I am always intrigued,  when we peel back the layers of Christmas wrapping and garland and get to the details of the story beneath, at the WAY that God chose to come into the world, to go from being God Almighty to becoming God WITH us.
We’ll talk in a few days about the absurdity of the birth event itself – the pronouncement to… random shepherds out in a field.  The labor and delivery in… an animals’ stable, and other such surprising details of God’s big personal debut.
But back up into Advent some more, where we sit today and wait for God's coming, and I am amazed all over again at God’s decisions.

"He will come to save the people from his sins," the angel tells Joseph. The angel tells Joseph, who is stuck in a real predicament, legally contracted to marry this girl who turns out to be knocked up.  Virgin birth for some is a sign of purity or divinity, and it certainly speaks volumes of a God who brings life out of impossibility. But like it or not, whatever it may actually be, all appearances indicate there has been some shady business afoot.  And poor Joseph, this isn’t even his child, so what does it say to him about his wife to be? And what does it say to the whole village about this girl he’s been pledged to?  He is within his rights to have her stoned for adultery, but decides to be kind and quietly divorce her instead.  So, when God comes to save people from their sins, it is as the bastard child of a loose woman and her humiliated fiancĂ©. 
This is the first decision of God’s coming that I question.

The second decision I question is the use of Mary and Joseph to begin with.  It seems like God is taking some awfully big risks all around.  Mary. Really? Why not someone tried and tested? A priest’s wife or a wise queen, a spiritual leader of some sort? Instead God picks Mary, a young unmarried girl in a nowhere town, and just kind of springs this messiah mama thing on her.  Thank goodness she said yes, or what then?

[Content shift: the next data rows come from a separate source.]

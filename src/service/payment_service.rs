// services/payment_service.rs
use std::sync::Arc;

use chrono::Utc;
use num_traits::ToPrimitive;
use sqlx::types::BigDecimal;
use uuid::Uuid;

use crate::{
    db::{classdb::ClassExt, db::DBClient, paymentdb::PaymentExt},
    dtos::paymentdtos::{CreateBrokeragePaymentDto, UpdateBrokeragePaymentDto, UpdatePaymentSettingsDto},
    models::{classmodel::ClassStatus, paymentmodel::*},
    service::error::ServiceError,
};

/// Deterministic brokerage fee for a contract amount under a fee policy.
///
/// The minimum floor is applied before the maximum ceiling. With a
/// pathological policy where min_fee exceeds max_fee, a raw fee below the
/// minimum is first lifted to min_fee and then capped back down to max_fee.
pub fn calculate_brokerage_fee(
    contract_amount: f64,
    fee_percentage: f64,
    min_fee: f64,
    max_fee: Option<f64>,
) -> f64 {
    let raw_fee = contract_amount * fee_percentage / 100.0;

    let mut fee = raw_fee.max(min_fee);
    if let Some(max_fee) = max_fee {
        fee = fee.min(max_fee);
    }

    fee
}

#[derive(Debug, Clone)]
pub struct PaymentService {
    db_client: Arc<DBClient>,
}

impl PaymentService {
    pub fn new(db_client: Arc<DBClient>) -> Self {
        Self { db_client }
    }

    pub async fn create_payment(
        &self,
        body: CreateBrokeragePaymentDto,
    ) -> Result<BrokeragePayment, ServiceError> {
        let class = self
            .db_client
            .get_class_by_id(body.class_id)
            .await?
            .ok_or(ServiceError::ClassNotFound(body.class_id))?;

        match class.status {
            Some(ClassStatus::Matched) | Some(ClassStatus::Completed) => {}
            other => {
                return Err(ServiceError::InvalidStateTransition(format!(
                    "class {} is not matched, cannot bill a brokerage fee in status {:?}",
                    body.class_id, other
                )));
            }
        }

        let settings = self
            .db_client
            .get_active_settings()
            .await?
            .ok_or(ServiceError::NoActivePolicy)?;

        let fee_percentage = settings.fee_percentage.to_f64().unwrap_or(0.0);
        let min_fee = settings.min_fee.to_f64().unwrap_or(0.0);
        let max_fee = settings.max_fee.as_ref().and_then(|f| f.to_f64());

        let calculated_fee =
            calculate_brokerage_fee(body.contract_amount, fee_percentage, min_fee, max_fee);
        let actual_fee = body.actual_fee.unwrap_or(calculated_fee);

        let payment = self
            .db_client
            .create_brokerage_payment(
                body.class_id,
                body.tutor_id,
                body.contract_id,
                fee_percentage,
                body.contract_amount,
                calculated_fee,
                actual_fee,
                body.due_date,
                body.notes,
            )
            .await
            .map_err(|e| match e {
                sqlx::Error::Protocol(ref msg) if msg == "duplicate_brokerage_fee" => {
                    ServiceError::DuplicateBrokerageFee(body.class_id, body.tutor_id)
                }
                other => {
                    // The unique index closes the race the in-transaction check
                    // leaves open; surface that outcome as the same domain error.
                    if other
                        .as_database_error()
                        .map(|db| db.is_unique_violation())
                        .unwrap_or(false)
                    {
                        ServiceError::DuplicateBrokerageFee(body.class_id, body.tutor_id)
                    } else {
                        ServiceError::Database(other)
                    }
                }
            })?;

        tracing::info!(
            "brokerage payment {} created for class {} and tutor {} (calculated fee {})",
            payment.id,
            body.class_id,
            body.tutor_id,
            calculated_fee
        );

        Ok(payment)
    }

    pub async fn update_payment(
        &self,
        payment_id: Uuid,
        body: UpdateBrokeragePaymentDto,
    ) -> Result<BrokeragePayment, ServiceError> {
        let payment = self
            .db_client
            .get_brokerage_payment_by_id(payment_id)
            .await?
            .ok_or(ServiceError::PaymentNotFound(payment_id))?;

        let status = body
            .status
            .or(payment.status)
            .unwrap_or(BrokerageStatus::Pending);

        // paid stamps the settlement date, reverting to pending clears it,
        // overdue/waived leave dates alone.
        let paid_date = match body.status {
            Some(BrokerageStatus::Paid) => Some(Utc::now()),
            Some(BrokerageStatus::Pending) => None,
            _ => payment.paid_date,
        };

        let actual_fee = match body.actual_fee {
            Some(fee) => BigDecimal::try_from(fee)
                .map_err(|_| ServiceError::Validation("Invalid actual fee".to_string()))?,
            None => payment.actual_fee.clone(),
        };

        let due_date = body.due_date.or(payment.due_date);
        let notes = body.notes.or(payment.notes);

        let updated = self
            .db_client
            .update_brokerage_payment(payment_id, actual_fee, due_date, notes, status, paid_date)
            .await?;

        tracing::info!("brokerage payment {} updated to {:?}", payment_id, status);

        Ok(updated)
    }

    pub async fn update_settings(
        &self,
        body: UpdatePaymentSettingsDto,
    ) -> Result<PaymentSettings, ServiceError> {
        let settings = self
            .db_client
            .swap_payment_settings(body.fee_percentage, body.min_fee, body.max_fee)
            .await?;

        tracing::info!(
            "payment settings updated: {}% (min {}, max {:?})",
            body.fee_percentage,
            body.min_fee,
            body.max_fee
        );

        Ok(settings)
    }
}

#[cfg(test)]
mod tests {
    use super::*;
    use sqlx::PgPool;

    #[test]
    fn test_fee_floor_applies_first() {
        // 10% of 1,000,000 = 100,000 which already sits on the floor
        let fee = calculate_brokerage_fee(1_000_000.0, 10.0, 100_000.0, Some(500_000.0));
        assert_eq!(fee, 100_000.0);
    }

    #[test]
    fn test_fee_ceiling_caps_large_amounts() {
        // 10% of 10,000,000 = 1,000,000, floored at 100,000, capped at 500,000
        let fee = calculate_brokerage_fee(10_000_000.0, 10.0, 100_000.0, Some(500_000.0));
        assert_eq!(fee, 500_000.0);
    }

    #[test]
    fn test_fee_below_minimum_is_floored() {
        let fee = calculate_brokerage_fee(100_000.0, 10.0, 50_000.0, Some(500_000.0));
        assert_eq!(fee, 50_000.0);
    }

    #[test]
    fn test_fee_without_ceiling() {
        let fee = calculate_brokerage_fee(10_000_000.0, 10.0, 100_000.0, None);
        assert_eq!(fee, 1_000_000.0);
    }

    #[test]
    fn test_fee_floor_then_ceiling_order() {
        // min_fee above max_fee: the raw fee is lifted to the minimum first,
        // then capped, so the ceiling wins
        let fee = calculate_brokerage_fee(100_000.0, 1.0, 600_000.0, Some(500_000.0));
        assert_eq!(fee, 500_000.0);
    }

    #[test]
    fn test_fee_zero_amount() {
        let fee = calculate_brokerage_fee(0.0, 10.0, 100_000.0, Some(500_000.0));
        assert_eq!(fee, 100_000.0);
    }

    #[tokio::test]
    async fn payment_service_compiles() {
        let pool = PgPool::connect_lazy("postgres://localhost/tutorhub").unwrap();
        let db_client = Arc::new(DBClient::new(pool));
        let svc = PaymentService::new(db_client);

        let _ = svc.update_payment(Uuid::nil(), UpdateBrokeragePaymentDto::default());
    }
}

And Joseph - this commonplace carpenter, by the way - he’s getting ready to do the only thing he can think of that is both proper and compassionate, that doesn’t hurt Mary too terribly but follows some semblance of propriety and God’s law. Of course, God lets him puzzle out his plan first, and just when he is resolved to divorce Mary, God has another angel tell him in a dream that it will be ok and he should just go ahead and marry her and carry on as usual, because this is God’s baby. And You, Joseph, are to name him Jesus, which means, God saves, because he is coming to save all the people.
And so Joseph also signs on. 

But to what?  God doesn’t spell things out very clearly beyond that – after all, they do end up delivering in a pile of hay in a smelly barn outside an overcrowded inn in a busy town far from home.  Not exactly great planning.  And don’t even get me started on what happens after he’s born, it just seems like the whole thing gets patchworked together with this disorderly assortment of ordinary people bumbling through it all in shortsighted ways.

The thing that it leaves me with is incredulity. Amazement. A little awe.  God has got some guts. Coming to earth in this way. Just who does he think he is? Like he owns the place? No dignity, no dignitaries.  No etiquette or solid arrangements in place.  Starts out as a scandal, born like he’s homeless and then becomes a refugee, all before he walks or speaks his first word…  I guess what I am saying is that God just comes right on in any old way he pleases, doesn’t use the front door or the guest bathroom; barges in the back way with mud on his boots like he’s one of us.

And I think of Joseph and Mary, because when they’re such average, ordinary folk as this, it’s easy to go there, and I wonder, what I would do in their shoes?
And it partially frightens me because I have no idea what I would do. Would I say yes?  Would you?  Perhaps.  Maybe we would.  But it’s clear that the only "yes" one could give in a situation like this is a yes to the moment, to the overall concept, without any idea of what it meant in actuality. 
What would the next day be like? Or the day after that? What kind of long-term plans would it require or personality traits would it expect of me? What am I actually committing to?
So any "yes" that we could give would be a kind of brave but scared little yes, a nervous little yes that says, ok, God, you want to do it this way, I guess count me in.

And maybe that’s another thing I question about how God did this whole “coming into earth” thing.  I really like to know ahead of time what I am getting into, and it doesn’t seem like any of these folks had a clue.  They were pulled into this thing that just kind of unfolded as they went along.  Why didn’t God lay it out a little further in advance for them, give them some more heads up?  God seems to be placing an awful lot up for grabs.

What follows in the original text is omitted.